§ WHAT YOU SHOULD DO:
Among the lines of the records, find all that carry the word "impl" and copy them.

§ MATERIAL SUPPLIED:
———
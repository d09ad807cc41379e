//! Workspace connection configuration.
//!
//! Host and token come from the CLI surface (`--host`, `--token`) or from the
//! `DATABRICKS_HOST` / `DATABRICKS_TOKEN` environment variables.

use serde::{Deserialize, Serialize};
use std::time::Duration;

use super::ConfigError;

pub const HOST_ENV: &str = "DATABRICKS_HOST";
pub const TOKEN_ENV: &str = "DATABRICKS_TOKEN";

#[derive(Clone, PartialEq, Eq, Serialize, Deserialize)]
pub struct WorkspaceConfig {
    /// Base URL of the workspace, without a trailing slash.
    pub host: String,

    /// Personal access token sent as a bearer credential.
    pub token: String,

    /// Per-request HTTP timeout.
    #[serde(default = "default_request_timeout_secs")]
    pub request_timeout_secs: u64,
}

impl std::fmt::Debug for WorkspaceConfig {
    fn fmt(&self, f: &mut std::fmt::Formatter<'_>) -> std::fmt::Result {
        f.debug_struct("WorkspaceConfig")
            .field("host", &self.host)
            .field("token", &"<redacted>")
            .field("request_timeout_secs", &self.request_timeout_secs)
            .finish()
    }
}

impl WorkspaceConfig {
    /// Validate and normalize connection settings.
    pub fn from_parts(
        host: Option<String>,
        token: Option<String>,
        request_timeout_secs: Option<u64>,
    ) -> Result<Self, ConfigError> {
        let host = host
            .map(|h| h.trim().trim_end_matches('/').to_string())
            .filter(|h| !h.is_empty())
            .ok_or_else(|| {
                ConfigError::invalid("host", format!("pass --host or set {}", HOST_ENV))
            })?;
        if !(host.starts_with("https://") || host.starts_with("http://")) {
            return Err(ConfigError::invalid(
                "host",
                format!("'{}' is not an http(s) URL", host),
            ));
        }

        let token = token
            .map(|t| t.trim().to_string())
            .filter(|t| !t.is_empty())
            .ok_or_else(|| {
                ConfigError::invalid("token", format!("pass --token or set {}", TOKEN_ENV))
            })?;

        let request_timeout_secs = request_timeout_secs.unwrap_or_else(default_request_timeout_secs);
        if request_timeout_secs == 0 {
            return Err(ConfigError::invalid("request_timeout_secs", "must be at least 1"));
        }

        Ok(Self {
            host,
            token,
            request_timeout_secs,
        })
    }

    pub fn request_timeout(&self) -> Duration {
        Duration::from_secs(self.request_timeout_secs)
    }
}

fn default_request_timeout_secs() -> u64 {
    60
}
———
§ EXERCISE RESULT:
impl std::fmt::Debug for WorkspaceConfig {
impl WorkspaceConfig {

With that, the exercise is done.